Bir adayı buharlaştıran atom bombası operasyonu: Operation Ivy

1 Kasım 1952’de ABD, Ivy Operasyonu’nun bir parçası olarak “Mike” kod adlı, dünyanın ilk hidrojen bombasını patlattı

Bir adayı buharlaştıran atom bombası operasyonu: Operation Ivy

1 Kasım 1952’de ABD, Ivy Operasyonu’nun bir parçası olarak “Mike” kod adlı, dünyanın ilk hidrojen bombasını patlattı. Bu, Macar-Amerikalı fizikçi Edward Teller ve Polonyalı matematikçi Stanislaw Ulam tarafından yaratılan çığır açıcı bir tasarımın ilk tam testiydi. Mike, mühendislik açısından olağanüstü bir başarıyı temsil ediyordu; yaklaşık 7 metre yüksekliğinde ve 74 metrik ton ağırlığındaydı. Geleneksel bir silah olarak kullanılamasa da önemi, patlayıcı gücünün önemli bir kısmını atomların bölünmesine dayanan fisyon yerine füzyon, yani atomik füzyon sürecinden elde eden ilk nükleer cihaz olmasında yatıyordu. Fonksiyonelliği, hidrojenin ağır bir izotopu olan sıvı döteryum içinde füzyonu tetiklemek için bir fisyon reaksiyonuna dayanıyordu.

Bomba, Güney Pasifik’teki Enewetak atolünün bir parçası olan Elugelab adındaki küçük, ıssız ve kayalık bir adada kurulmuştu. Eniwetok, kırk küçük adacık ve atolden oluşur ve 32 km uzunluğunda ve 17 km genişliğinde bir oval halka şeklinde uzanır, merkezi lagüne açılan iki girişi vardır.

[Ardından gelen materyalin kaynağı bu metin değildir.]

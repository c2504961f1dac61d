#[derive(Debug, thiserror::Error)]
pub enum RouterError {
    #[error("{0:?} is not a valid method name")]
    InvalidMethod(String),

    #[error("no route is named {0:?}")]
    RouteNotFound(String),

    #[error("placeholder {name:?} is unresolved: pattern = {pattern:?}")]
    UnresolvedPlaceholder { pattern: String, name: String },
}

impl RouterError {
    pub(crate) fn unresolved(pattern: &str, name: &str) -> Self {
        Self::UnresolvedPlaceholder {
            pattern: pattern.to_owned(),
            name: name.to_owned(),
        }
    }
}
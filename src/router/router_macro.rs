/// Builds a [`Router`](crate::Router) from `METHOD "pattern" => handler` entries.
///
/// ```
/// use traffic_router::{router, Router};
///
/// let router: Router<u32> = router! {
///     GET "/users/{id:int}" => 1,
///     POST "/users" => 2,
///     ANY "/" => 3
/// };
///
/// assert_eq!(*router.find("get", "/users/7").unwrap().0.handler(), 1);
/// ```
#[macro_export]
macro_rules! router {
    {$($method:tt $pattern:expr => $handler:expr),+ $(,)?} => {{
        let mut __router = $crate::Router::new();
        $($crate::router!(@entry __router, $method, $pattern, $handler);)+
        __router
    }};

    {@entry $router:expr, GET, $pattern:expr, $handler:expr} => {
        $router.register($crate::Method::Get, $pattern, $handler)
    };
    {@entry $router:expr, HEAD, $pattern:expr, $handler:expr} => {
        $router.register($crate::Method::Head, $pattern, $handler)
    };
    {@entry $router:expr, POST, $pattern:expr, $handler:expr} => {
        $router.register($crate::Method::Post, $pattern, $handler)
    };
    {@entry $router:expr, PUT, $pattern:expr, $handler:expr} => {
        $router.register($crate::Method::Put, $pattern, $handler)
    };
    {@entry $router:expr, PATCH, $pattern:expr, $handler:expr} => {
        $router.register($crate::Method::Patch, $pattern, $handler)
    };
    {@entry $router:expr, DELETE, $pattern:expr, $handler:expr} => {
        $router.register($crate::Method::Delete, $pattern, $handler)
    };
    {@entry $router:expr, OPTIONS, $pattern:expr, $handler:expr} => {
        $router.register($crate::Method::Options, $pattern, $handler)
    };
    {@entry $router:expr, ANY, $pattern:expr, $handler:expr} => {
        $router.register($crate::Method::Any, $pattern, $handler)
    };
}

Marshall Adaları’nın bir parçası olan Eniwetok Atolü, başlangıçta 1914’ten, İkinci Dünya Savaşı sırasında Amerika Birleşik Devletleri’nin ele geçirmesine kadar Japonların elindeydi. Daha sonra kırk yılı aşkın bir süre deniz üssü olarak kullanıldı ve Marshall Adaları 1986’da bağımsız olana kadar bu statüsünü korudu. Bu süre zarfında, atol nükleer testlerin yapıldığı bir yer haline dönüştü. 1948 ve 1958 yılları arasında, Enewetak atolünde toplamda 43 nükleer test gerçekleştirildi ve bu testler atolün manzarasını ve tarihi önemini sonsuza dek değiştirdi.

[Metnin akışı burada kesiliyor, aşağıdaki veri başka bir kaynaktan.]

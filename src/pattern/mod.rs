mod args;
mod captures;
mod matcher;
mod parse;
mod validate;

pub use self::args::UriArgs;
pub use self::captures::{Captures, Iter, Values};

/// The type constraint of a placeholder, written after a colon: `{id:int}`.
#[derive(Debug, Clone, PartialEq, Eq)]
pub enum ValueType {
    /// No constraint. Every value is accepted, including an empty one.
    None,
    /// One or more ASCII decimal digits.
    Int,
    /// Any value.
    String,
    Email,
    /// An IPv4 or IPv6 address.
    Ip,
    /// An unknown type name. Every value is accepted.
    Custom(Box<str>),
}

impl ValueType {
    pub fn from_name(name: &str) -> Self {
        match name {
            "" => Self::None,
            "int" => Self::Int,
            "string" => Self::String,
            "email" => Self::Email,
            "ip" => Self::Ip,
            other => Self::Custom(other.into()),
        }
    }

    /// Returns whether `value` satisfies this type.
    pub fn accepts(&self, value: &str) -> bool {
        match self {
            Self::None | Self::String | Self::Custom(_) => true,
            Self::Int => validate::is_int(value),
            Self::Email => validate::is_email(value),
            Self::Ip => validate::is_ip(value),
        }
    }
}

#[derive(Debug, Clone, PartialEq, Eq)]
pub struct Placeholder {
    name: Box<str>,
    value_type: ValueType,
    optional: bool,
}

impl Placeholder {
    /// The variable name, without the optional marker and the type.
    pub fn name(&self) -> &str {
        &self.name
    }

    pub fn value_type(&self) -> &ValueType {
        &self.value_type
    }

    pub fn is_optional(&self) -> bool {
        self.optional
    }
}

/// One `/`-separated position of a compiled pattern.
#[derive(Debug, Clone, PartialEq, Eq)]
pub enum Segment {
    Literal(Box<str>),
    Placeholder(Placeholder),
}

impl Segment {
    pub fn literal(value: &str) -> Self {
        Self::Literal(value.into())
    }

    pub fn placeholder(name: &str, value_type: ValueType, optional: bool) -> Self {
        Self::Placeholder(Placeholder {
            name: name.into(),
            value_type,
            optional,
        })
    }

    pub fn as_literal(&self) -> Option<&str> {
        match self {
            Self::Literal(s) => Some(s),
            Self::Placeholder(_) => None,
        }
    }

    pub fn as_placeholder(&self) -> Option<&Placeholder> {
        match self {
            Self::Literal(_) => None,
            Self::Placeholder(p) => Some(p),
        }
    }
}

/// Compiles a route pattern into its positional segments.
///
/// See [`Pattern::compile`] for the accepted syntax.
pub fn compile(pattern: &str) -> Vec<Segment> {
    parse::compile(pattern)
}

/// A compiled route pattern.
///
/// Patterns use `/` as separator; leading and trailing slashes are
/// insignificant. A placeholder is written `{name}`, `{name:type}` or, when
/// optional, `{name?}` / `{name?:type}` / `{name:type?}`.
///
/// ```
/// use traffic_router::Pattern;
///
/// let pattern = Pattern::compile("/users/{id:int}/posts/{slug:string?}");
///
/// let caps = pattern.find("/users/42/posts").unwrap();
/// assert_eq!(caps.to_vec(), ["42"]);
///
/// assert!(pattern.find("/users/abc/posts").is_none());
/// ```
#[derive(Debug, Clone)]
pub struct Pattern {
    source: Box<str>,
    stripped: Box<str>,
    segments: Vec<Segment>,
}

impl Pattern {
    pub fn compile(pattern: &str) -> Self {
        Self {
            source: pattern.into(),
            stripped: matcher::normalize(pattern).into(),
            segments: parse::compile(pattern),
        }
    }

    pub fn as_str(&self) -> &str {
        &self.source
    }

    pub fn segments(&self) -> &[Segment] {
        &self.segments
    }

    pub fn placeholders(&self) -> impl Iterator<Item = &Placeholder> + '_ {
        self.segments.iter().filter_map(Segment::as_placeholder)
    }

    pub fn is_root(&self) -> bool {
        &*self.source == "/"
    }
}
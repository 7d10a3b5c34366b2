//! The persisted session record and its pure transformations.
//!
//! Every mutating operation on [`SessionRecord`] is a pure in-memory
//! transform; persistence (locking, atomic replace) wraps around these in
//! [`super::machine`]. Keeping the transforms on the record itself makes
//! the state-machine semantics testable without a store.

use chrono::{DateTime, Utc};
use serde::{Deserialize, Serialize};

use crate::findings::{FindingsSummary, SeverityCounts};

use super::state::BridgeState;
use super::store::PersistedRecord;
use super::BridgeError;

/// On-disk layout version. Reads of a record with any other version fail
/// with `SchemaMismatch` — silent misinterpretation of an incompatible
/// layout is worse than halting.
pub const SCHEMA_VERSION: u32 = 3;

/// Session configuration fixed at init time.
#[derive(Debug, Clone, Serialize, Deserialize)]
pub struct BridgeConfig {
    /// Maximum review iterations.
    pub depth: u32,
    pub mode: String,
    /// Fraction of the initial score below which an iteration counts
    /// toward flatline.
    pub flatline_threshold: f64,
    pub per_sprint: bool,
    pub branch: String,
}

impl BridgeConfig {
    pub fn new(depth: u32) -> Self {
        Self {
            depth,
            mode: "review".to_string(),
            flatline_threshold: 0.05,
            per_sprint: false,
            branch: String::new(),
        }
    }
}

#[derive(Debug, Clone, Serialize, Deserialize)]
pub struct Timestamps {
    pub started: DateTime<Utc>,
    pub last_activity: DateTime<Utc>,
}

/// Diminishing-returns tracker across iterations.
#[derive(Debug, Clone, Copy, Default, Serialize, Deserialize)]
pub struct FlatlineTracker {
    pub initial_score: f64,
    pub last_score: f64,
    pub consecutive_below_threshold: u32,
}

/// Running totals over the session. Saturating; never decreasing.
#[derive(Debug, Clone, Copy, Default, Serialize, Deserialize)]
pub struct SessionMetrics {
    pub total_sprints_executed: u64,
    pub total_files_changed: u64,
    pub total_findings_addressed: u64,
    pub total_visions_captured: u64,
}

#[derive(Debug, Clone, Default, Serialize, Deserialize)]
pub struct Finalization {
    pub ground_truth_updated: bool,
    pub rtfm_passed: bool,
    #[serde(default, skip_serializing_if = "Option::is_none")]
    pub pr_url: Option<String>,
}

/// Whether an iteration is still running or done.
#[derive(Debug, Clone, Copy, PartialEq, Eq, Serialize, Deserialize)]
#[serde(rename_all = "snake_case")]
pub enum IterationState {
    InProgress,
    Completed,
}

/// Per-iteration review stats copied from the merged findings summary.
#[derive(Debug, Clone, Default, Serialize, Deserialize)]
pub struct BridgebuilderStats {
    pub total_findings: u64,
    pub by_severity: SeverityCounts,
    pub severity_weighted_score: f64,
    #[serde(default, skip_serializing_if = "Option::is_none")]
    pub pr_comment_url: Option<String>,
}

/// One iteration of the review loop. Keyed by `iteration`; updates for an
/// existing number mutate in place, never duplicate.
#[derive(Debug, Clone, Serialize, Deserialize)]
pub struct IterationRecord {
    pub iteration: u32,
    pub state: IterationState,
    pub sprint_plan_source: String,
    pub sprints_executed: u64,
    pub bridgebuilder: BridgebuilderStats,
    pub visions_captured: u64,
    pub started_at: DateTime<Utc>,
}

/// The single source of truth for one bridge run.
#[derive(Debug, Clone, Serialize, Deserialize)]
pub struct SessionRecord {
    pub bridge_id: String,
    pub schema_version: u32,
    pub state: BridgeState,
    pub config: BridgeConfig,
    pub timestamps: Timestamps,
    pub iterations: Vec<IterationRecord>,
    pub flatline: FlatlineTracker,
    pub metrics: SessionMetrics,
    pub finalization: Finalization,
}

impl PersistedRecord for SessionRecord {
    const SCHEMA_VERSION: u32 = SCHEMA_VERSION;

    fn schema_version(&self) -> u32 {
        self.schema_version
    }
}

impl SessionRecord {
    /// Fresh record in `PREFLIGHT` with empty iterations and zeroed
    /// trackers.
    pub fn new(bridge_id: impl Into<String>, config: BridgeConfig) -> Self {
        let now = Utc::now();
        Self {
            bridge_id: bridge_id.into(),
            schema_version: SCHEMA_VERSION,
            state: BridgeState::Preflight,
            config,
            timestamps: Timestamps {
                started: now,
                last_activity: now,
            },
            iterations: Vec::new(),
            flatline: FlatlineTracker::default(),
            metrics: SessionMetrics::default(),
            finalization: Finalization::default(),
        }
    }

    fn touch(&mut self) {
        self.timestamps.last_activity = Utc::now();
    }

    /// Move to `next` if the transition table allows it; otherwise reject
    /// and leave the record unmodified.
    pub fn apply_transition(&mut self, next: BridgeState) -> Result<(), BridgeError> {
        if !self.state.can_transition_to(next) {
            return Err(BridgeError::TransitionRejected {
                from: self.state,
                to: next,
            });
        }
        self.state = next;
        self.touch();
        Ok(())
    }

    /// Find iteration `n`, if recorded.
    pub fn iteration(&self, n: u32) -> Option<&IterationRecord> {
        self.iterations.iter().find(|i| i.iteration == n)
    }

    /// Create or update iteration `n`. A new iteration starts with zeroed
    /// review stats (every severity bucket, praise included).
    pub fn upsert_iteration(&mut self, n: u32, state: IterationState, sprint_plan_source: &str) {
        match self.iterations.iter().position(|i| i.iteration == n) {
            Some(index) => {
                let existing = &mut self.iterations[index];
                existing.state = state;
                existing.sprint_plan_source = sprint_plan_source.to_string();
            }
            None => self.iterations.push(IterationRecord {
                iteration: n,
                state,
                sprint_plan_source: sprint_plan_source.to_string(),
                sprints_executed: 0,
                bridgebuilder: BridgebuilderStats::default(),
                visions_captured: 0,
                started_at: Utc::now(),
            }),
        }
        self.touch();
    }

    /// Copy a findings summary into iteration `n`'s review stats. Fails
    /// without touching anything if the iteration does not exist.
    pub fn record_findings(
        &mut self,
        n: u32,
        summary: &FindingsSummary,
    ) -> Result<(), BridgeError> {
        let iteration = self
            .iterations
            .iter_mut()
            .find(|i| i.iteration == n)
            .ok_or(BridgeError::MissingIteration { iteration: n })?;
        iteration.bridgebuilder.total_findings = summary.total;
        iteration.bridgebuilder.by_severity = summary.by_severity;
        iteration.bridgebuilder.severity_weighted_score = summary.severity_weighted_score;
        self.touch();
        Ok(())
    }

    /// Feed one iteration's weighted score into the flatline tracker.
    ///
    /// Iteration 1 sets the baseline. Later iterations compare
    /// `score / initial_score` against the configured threshold; a zero
    /// baseline counts as at-or-below threshold.
    pub fn update_flatline(&mut self, score: f64, iteration_number: u32) {
        if iteration_number <= 1 {
            self.flatline.initial_score = score;
            self.flatline.last_score = score;
            self.flatline.consecutive_below_threshold = 0;
        } else {
            self.flatline.last_score = score;
            let below = if self.flatline.initial_score == 0.0 {
                true
            } else {
                score / self.flatline.initial_score < self.config.flatline_threshold
            };
            if below {
                self.flatline.consecutive_below_threshold += 1;
            } else {
                self.flatline.consecutive_below_threshold = 0;
            }
        }
        self.touch();
    }

    /// Whether the score has stayed below threshold long enough.
    pub fn is_flatlined(&self, consecutive_required: u32) -> bool {
        self.flatline.consecutive_below_threshold >= consecutive_required
    }

    /// Add to the running totals. Saturating.
    pub fn add_metrics(&mut self, sprints: u64, files: u64, findings: u64, visions: u64) {
        let m = &mut self.metrics;
        m.total_sprints_executed = m.total_sprints_executed.saturating_add(sprints);
        m.total_files_changed = m.total_files_changed.saturating_add(files);
        m.total_findings_addressed = m.total_findings_addressed.saturating_add(findings);
        m.total_visions_captured = m.total_visions_captured.saturating_add(visions);
        self.touch();
    }

    pub fn iteration_count(&self) -> usize {
        self.iterations.len()
    }

    /// Compact status line for logging.
    pub fn status_line(&self) -> String {
        format!(
            "[{}] bridge={} iterations={}/{} last_score={:.1} flatline_streak={}",
            self.state,
            self.bridge_id,
            self.iterations.len(),
            self.config.depth,
            self.flatline.last_score,
            self.flatline.consecutive_below_threshold,
        )
    }
}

1 Kasım 1952 sabahı atom bombası Mike, dünyaya felaket boyutunda bir güç saldı. Patlama, çapı beş kilometreye ulaşan bir ateş topu üretti. Sadece 90 saniye içinde, mantar bulutu 17 kilometre yüksekliğe ulaştı ve bir dakika sonra 33 kilometreye yükseldi. Sonunda, 41 kilometre yüksekliğe ulaşarak sabitlendi ve geniş taç kısmı 161 kilometre çapına, gövdesi ise 32 kilometre genişliğe ulaştı. Bu etkileyici patlamanın gücü, eşi benzeri görülmemiş bir şekilde 10,4 megaton olarak ölçülmüştür.

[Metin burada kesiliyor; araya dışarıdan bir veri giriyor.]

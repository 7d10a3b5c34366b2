//! Consensus records — score sets, classified items, skeptic concerns.

use std::collections::BTreeMap;

use serde::{Deserialize, Serialize};

/// Consensus bucket for one candidate improvement item.
#[derive(Debug, Clone, Copy, PartialEq, Eq, Serialize, Deserialize)]
#[serde(rename_all = "snake_case")]
pub enum ConsensusClass {
    /// Both primary evaluators scored it above the high bar.
    HighConsensus,
    /// Both primary evaluators scored it below the low bar.
    LowValue,
    /// The primaries disagree and no tertiary score settles it.
    Disputed,
    /// Disputed, and the tertiary evaluator has not yet scored it.
    NeedsTertiary,
}

impl std::fmt::Display for ConsensusClass {
    fn fmt(&self, f: &mut std::fmt::Formatter<'_>) -> std::fmt::Result {
        let s = match self {
            Self::HighConsensus => "high_consensus",
            Self::LowValue => "low_value",
            Self::Disputed => "disputed",
            Self::NeedsTertiary => "needs_tertiary",
        };
        write!(f, "{}", s)
    }
}

/// One evaluator's scores (0–1000) and evaluation text per item id.
#[derive(Debug, Clone, Default, Serialize, Deserialize)]
pub struct EvaluatorScores {
    pub scores: BTreeMap<String, f64>,
    #[serde(default)]
    pub evaluations: BTreeMap<String, String>,
}

impl EvaluatorScores {
    pub fn is_empty(&self) -> bool {
        self.scores.is_empty()
    }
}

/// A candidate item after classification. Computed fresh each scoring run;
/// never persisted by this crate.
#[derive(Debug, Clone, Serialize, Deserialize)]
pub struct ConsensusItem {
    pub id: String,
    pub score_a: Option<f64>,
    pub score_b: Option<f64>,
    /// The tertiary evaluator's cross-score, when it scored this item.
    #[serde(default, skip_serializing_if = "Option::is_none")]
    pub tertiary_score: Option<f64>,
    pub evaluation_texts: Vec<String>,
    pub classification: ConsensusClass,
}

/// A skeptic's critique of a proposed improvement.
#[derive(Debug, Clone, Serialize, Deserialize)]
pub struct SkepticConcern {
    pub concern: String,
    pub severity_score: f64,
    pub category: String,
}

/// Headline numbers for one scoring run.
#[derive(Debug, Clone, Copy, Serialize, Deserialize)]
pub struct ConsensusSummary {
    /// How many score sources actually contributed (2 or 3).
    pub models: u32,
    pub high_consensus_count: usize,
    /// Tertiary-authored items processed.
    pub tertiary_items: usize,
    pub blocker_count: usize,
}

/// Full output of one scoring run.
#[derive(Debug, Clone, Serialize, Deserialize)]
pub struct ConsensusReport {
    pub items: Vec<ConsensusItem>,
    /// Deduplicated skeptic concerns whose severity cleared the blocker bar.
    pub blockers: Vec<SkepticConcern>,
    pub summary: ConsensusSummary,
}

impl ConsensusReport {
    /// Items in a given bucket.
    pub fn in_class(&self, class: ConsensusClass) -> impl Iterator<Item = &ConsensusItem> {
        self.items.iter().filter(move |i| i.classification == class)
    }
}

Operasyon Ivy’nin tarihine dair bir askerî raporda şu not düşülmüştür: “Gördüklerimiz kolayca tarif edilemez. Parlak bir ışıkla birlikte, 55 km uzaklıkta bile yaydığı sıcak dalgası hemen hissedildi. Ufukta yarı yükselmiş bir güneş gibi görünen muazzam ateş topu, kısa bir süre durakladıktan sonra hızla genişledi.”

Etki, derin ve yıkıcıydı. Bir zamanlar yalnız ve kayalık bir adacık olan Elugelab, patlamanın şiddetiyle anında buharlaştı ve geride 1,9 kilometre çapında ve yerin 50 metre derinliğine inen büyük bir krater bıraktı. Patlama, çevredeki adalardan bitki örtüsünü silen, 6 metre yüksekliğinde bir tsunami yarattı. Atom Enerjisi Komisyonu Başkanı Gordon Dean, yeni göreve başlayan Başkan Dwight D. Eisenhower’a sonuçları kısa ve ürkütücü bir ifadeyle özetledi: “Elugelab adası yok oldu!”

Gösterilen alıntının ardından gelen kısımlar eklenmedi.